Going into college, it’s easy to think that your grades don’t matter for the first couple of years until you really start to hone in on your major. A common misconception is that the general education classes and electives that you take during your freshman and sophomore year are ones that you can put on the back burner and not worry too much about. However, there are several reasons why this myth is not only untrue but can be harmful to your overall collegiate career.
Your general education grades matter.
The purpose of gen ed or general education classes is exactly what it sounds like. They exist to provide each student with a well-rounded education. Whether or not you are interested in the arts, literature, or science, many general education programs require you to take at least one class in each of these categories. If everyone only studied subjects that they were strongly interested in, they wouldn’t be properly educated or knowledgeable in important subject areas. Classes such as rhetoric, human biology and interpretation of literature all contribute to a wider, broader understanding of the way the world works and the development of professional skills.

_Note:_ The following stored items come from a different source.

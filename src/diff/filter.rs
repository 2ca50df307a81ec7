// src/diff/filter.rs
// Generated-file detection: path globs, file-name regexes and header markers

use super::types::DiffFileSegment;
use glob::Pattern;
use regex::{Regex, RegexBuilder};
use serde::{Deserialize, Serialize};
use tracing::{debug, warn};

/// How many lines into the first hunk a header marker may appear
pub const MARKER_SCAN_LINES: usize = 5;

/// Raw generated-file rules as they appear in configuration
#[derive(Debug, Clone, PartialEq, Eq, Serialize, Deserialize)]
pub struct GeneratedRules {
    #[serde(default)]
    pub path_globs: Vec<String>,
    #[serde(default)]
    pub name_regexes: Vec<String>,
    #[serde(default)]
    pub header_markers: Vec<String>,
}

impl Default for GeneratedRules {
    fn default() -> Self {
        Self {
            path_globs: [
                "**/dist/**",
                "**/build/generated/**",
                "**/node_modules/**",
                "**/vendor/**",
                "*.min.js",
                "*.min.css",
            ]
            .map(String::from)
            .to_vec(),
            name_regexes: [
                r"\.pb\.go$",
                r"_pb2(_grpc)?\.py$",
                r"\.g\.dart$",
                r"\.generated\.\w+$",
                r"^package-lock\.json$",
            ]
            .map(String::from)
            .to_vec(),
            header_markers: ["code generated", "do not edit", "@generated", "auto-generated"]
                .map(String::from)
                .to_vec(),
        }
    }
}

/// Why a segment was classified as generated
#[derive(Debug, Clone, PartialEq, Eq)]
pub enum GeneratedMatch {
    Glob(String),
    Name(String),
    Marker(String),
}

/// Result of filtering: segments to review and segments dropped as generated
#[derive(Debug, Default)]
pub struct FilterOutcome {
    pub kept: Vec<DiffFileSegment>,
    pub excluded: Vec<DiffFileSegment>,
}

impl FilterOutcome {
    /// Paths of the excluded segments
    pub fn excluded_paths(&self) -> Vec<String> {
        self.excluded.iter().map(|s| s.path.clone()).collect()
    }
}

/// Compiled generated-file rules.
///
/// Invalid globs or regexes are skipped with a warning; a bad rule never
/// blocks a review.
#[derive(Debug, Default)]
pub struct GeneratedFileFilter {
    globs: Vec<Pattern>,
    regexes: Vec<Regex>,
    markers: Vec<String>,
}

impl GeneratedFileFilter {
    pub fn new(rules: &GeneratedRules) -> Self {
        let globs = rules
            .path_globs
            .iter()
            .filter_map(|g| match Pattern::new(g) {
                Ok(p) => Some(p),
                Err(e) => {
                    warn!(glob = %g, error = %e, "Ignoring invalid generated-file glob");
                    None
                }
            })
            .collect();

        let regexes = rules
            .name_regexes
            .iter()
            .filter_map(|r| match RegexBuilder::new(r).case_insensitive(true).build() {
                Ok(re) => Some(re),
                Err(e) => {
                    warn!(regex = %r, error = %e, "Ignoring invalid generated-file regex");
                    None
                }
            })
            .collect();

        let markers = rules
            .header_markers
            .iter()
            .map(|m| m.trim().to_lowercase())
            .filter(|m| !m.is_empty())
            .collect();

        Self {
            globs,
            regexes,
            markers,
        }
    }

    /// Classify one segment; `None` means it is reviewable
    pub fn classify(&self, segment: &DiffFileSegment) -> Option<GeneratedMatch> {
        let path = segment.path.trim();

        if let Some(glob) = self.globs.iter().find(|g| g.matches(path)) {
            return Some(GeneratedMatch::Glob(glob.as_str().to_string()));
        }

        let name = segment.file_name();
        if let Some(re) = self.regexes.iter().find(|re| re.is_match(name)) {
            return Some(GeneratedMatch::Name(re.as_str().to_string()));
        }

        if !self.markers.is_empty() {
            for line in segment.first_hunk_added_lines(MARKER_SCAN_LINES) {
                let lowered = line.to_lowercase();
                if let Some(marker) = self.markers.iter().find(|m| lowered.contains(m.as_str())) {
                    return Some(GeneratedMatch::Marker(marker.clone()));
                }
            }
        }

        None
    }

    /// Split segments into reviewable and generated, preserving order
    pub fn filter(&self, segments: Vec<DiffFileSegment>) -> FilterOutcome {
        let mut outcome = FilterOutcome::default();
        for mut segment in segments {
            match self.classify(&segment) {
                Some(reason) => {
                    debug!(path = %segment.path, reason = ?reason, "Excluding generated file");
                    segment.is_generated = true;
                    outcome.excluded.push(segment);
                }
                None => outcome.kept.push(segment),
            }
        }
        outcome
    }
}
// src/llm/ollama.rs
// Ollama backend via OpenAI-compatible endpoint (local LLM)

use crate::llm::http_client::BackendHttpClient;
use crate::llm::logging::{log_completion, log_failure};
use crate::llm::openai_compat::{ChatRequest, parse_chat_response};
use crate::llm::provider::{ModelBackend, Prompt, Provider};
use crate::pipeline::{FailureKind, TaskFailure};
use async_trait::async_trait;
use std::time::{Duration, Instant};
use tracing::{Span, instrument, warn};
use uuid::Uuid;

/// Normalize Ollama base URL by stripping trailing slashes and /v1 suffix
fn normalize_base_url(url: &str) -> String {
    let mut url = url.trim_end_matches('/').to_string();
    if url.ends_with("/v1") {
        url.truncate(url.len() - 3);
    }
    url
}

/// Check if a URL points to a local address (localhost, 127.0.0.0/8, [::1])
fn is_local_url(url: &str) -> bool {
    match url::Url::parse(url) {
        Ok(parsed) => match parsed.host() {
            Some(url::Host::Domain(d)) => d.eq_ignore_ascii_case("localhost"),
            Some(url::Host::Ipv4(ip)) => ip.is_loopback(),
            Some(url::Host::Ipv6(ip)) => ip.is_loopback(),
            None => true,
        },
        // Malformed URLs fail at request time instead
        Err(_) => true,
    }
}

/// Ollama backend (OpenAI-compatible endpoint, no auth required)
pub struct OllamaClient {
    id: String,
    base_url: String,
    model: String,
    temperature: f32,
    http: BackendHttpClient,
}

impl OllamaClient {
    pub fn new(
        id: impl Into<String>,
        base_url: &str,
        model: impl Into<String>,
        temperature: f32,
        http: BackendHttpClient,
    ) -> Self {
        let normalized = normalize_base_url(base_url);

        if !is_local_url(&normalized) {
            warn!(
                "Ollama backend points to non-local address '{}'. Diffs will leave this machine.",
                normalized
            );
        }

        Self {
            id: id.into(),
            base_url: normalized,
            model: model.into(),
            temperature,
            http,
        }
    }

    /// Chat using Ollama model (non-streaming, OpenAI-compatible)
    #[instrument(skip(self, prompt), fields(request_id, backend = %self.id, model = %self.model))]
    pub async fn chat(&self, prompt: &Prompt, timeout: Duration) -> Result<String, TaskFailure> {
        let request_id = Uuid::new_v4().to_string();
        Span::current().record("request_id", request_id.as_str());
        let started = Instant::now();

        let request =
            ChatRequest::new(&self.model, prompt.to_messages()).with_temperature(self.temperature);
        let body = serde_json::to_string(&request)
            .map_err(|e| TaskFailure::new(FailureKind::Malformed, e.to_string()))?;
        let url = format!("{}/v1/chat/completions", self.base_url);

        // No auth header needed for local Ollama
        let result = self
            .http
            .execute(&request_id, timeout, |client| {
                client
                    .post(&url)
                    .header("Content-Type", "application/json")
                    .body(body)
            })
            .await
            .and_then(|response| parse_chat_response(&response));

        let duration_ms = started.elapsed().as_millis() as u64;
        match &result {
            Ok(text) => log_completion(&request_id, &self.id, duration_ms, text.len()),
            Err(failure) => log_failure(&request_id, &self.id, duration_ms, failure),
        }
        result
    }
}

#[async_trait]
impl ModelBackend for OllamaClient {
    fn id(&self) -> &str {
        &self.id
    }

    fn provider_type(&self) -> Provider {
        Provider::Ollama
    }

    fn model_name(&self) -> String {
        self.model.clone()
    }

    async fn invoke(&self, prompt: &Prompt, timeout: Duration) -> Result<String, TaskFailure> {
        self.chat(prompt, timeout).await
    }
}

#[cfg(test)]
mod tests {
    use super::*;
    use axum::{Json, Router, routing::post};

    fn client(base: &str) -> OllamaClient {
        OllamaClient::new("local", base, "llama3.3", 0.2, BackendHttpClient::default())
    }

    #[test]
    fn test_ollama_client_creation() {
        let c = client("http://localhost:11434");
        assert_eq!(c.model_name(), "llama3.3");
        assert_eq!(c.base_url, "http://localhost:11434");
        assert_eq!(c.provider_type(), Provider::Ollama);
        assert_eq!(c.id(), "local");
    }

    #[test]
    fn test_is_local_url() {
        assert!(is_local_url("http://localhost:11434"));
        assert!(is_local_url("http://127.0.0.1:11434"));
        assert!(is_local_url("http://[::1]:11434"));
        assert!(!is_local_url("http://192.168.1.100:11434"));
        assert!(!is_local_url("http://myhost:11434"));
        assert!(!is_local_url("https://ollama.example.com:11434"));
    }

    #[test]
    fn test_lookalike_hosts_are_remote() {
        assert!(!is_local_url("http://127.attacker.example:11434"));
        assert!(!is_local_url("http://localhost@remote.example:11434"));
        assert!(!is_local_url("http://localhost.example.com:11434"));
        assert!(is_local_url("http://127.1.2.3:11434"));
    }

    #[test]
    fn test_url_normalization() {
        assert_eq!(client("http://localhost:11434/v1").base_url, "http://localhost:11434");
        assert_eq!(client("http://localhost:11434/v1/").base_url, "http://localhost:11434");
        assert_eq!(client("http://localhost:11434/").base_url, "http://localhost:11434");
        assert_eq!(client("http://localhost:11434").base_url, "http://localhost:11434");
    }

    #[tokio::test]
    async fn test_chat_against_mock_server() {
        let router = Router::new().route(
            "/v1/chat/completions",
            post(|Json(body): Json<serde_json::Value>| async move {
                let last = body["messages"].as_array().map(|m| m.len()).unwrap_or(0);
                Json(serde_json::json!({
                    "choices": [{"message": {"content": format!("saw {} messages", last)}}]
                }))
            }),
        );
        let listener = tokio::net::TcpListener::bind("127.0.0.1:0").await.unwrap();
        let addr = listener.local_addr().unwrap();
        tokio::spawn(async move {
            axum::serve(listener, router).await.unwrap();
        });

        let prompt = Prompt {
            system: Some("You review code".into()),
            instructions: None,
            user: "diff".into(),
        };
        let text = client(&format!("http://{}", addr))
            .invoke(&prompt, Duration::from_secs(5))
            .await
            .unwrap();
        assert_eq!(text, "saw 2 messages");
    }
}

For example, rhetoric aids in writing and speaking skills which are extremely important in any professional field. Human biology helps us understand our own bodies and how they function. Particularly, if you have to take a human biology lab, dissections are a great way to experience hands-on learning and know the importance of paying attention to detail. As for interpretation of literature, critical thinking skills and understanding complex concepts are central to succeeding in this class. Being able to effectively interpret and communicate ideas presented through text shows that you have the ability to think abstractly and creatively.
Don’t overlook electives.
Electives are different from gen ed classes because you are not required to take them and they don’t count toward your major. While you may need to reach a certain number of elective hours, you can choose any class to fulfill this requirement so long as the course doesn’t require a pre-requisite. This may seem redundant or useless, especially to underclassmen who are eager to dive into studying their major. However, what you may not realize is that electives can change your whole collegiate path. One reason colleges require electives is to allow students to explore subject areas that they may not have previously considered. For example, a student who comes into college with the intention of pursuing a music degree may take sociology as an elective and enjoy it so much that they decide to change their major. Electives are especially helpful for those who come into college not knowing for sure what they are interested in or would like to do after graduation. It provides them the opportunity to experience a broad range of subjects and help them narrow their scope when deciding on a degree to pursue.
Gen-ed and elective courses will still affect your GPA.
Aside from exploration and achieving a well-rounded education, the letter grades that you receive in your general education and elective courses will still effect your overall GPA. If you want to maintain a healthy, high grade point average, you can’t afford to slack off in your classes even if they aren’t directly related to your major. Regardless of whether you are interested in the subject or not, you have to do the work and try your best to show that you can learn new things and take responsibility for your education.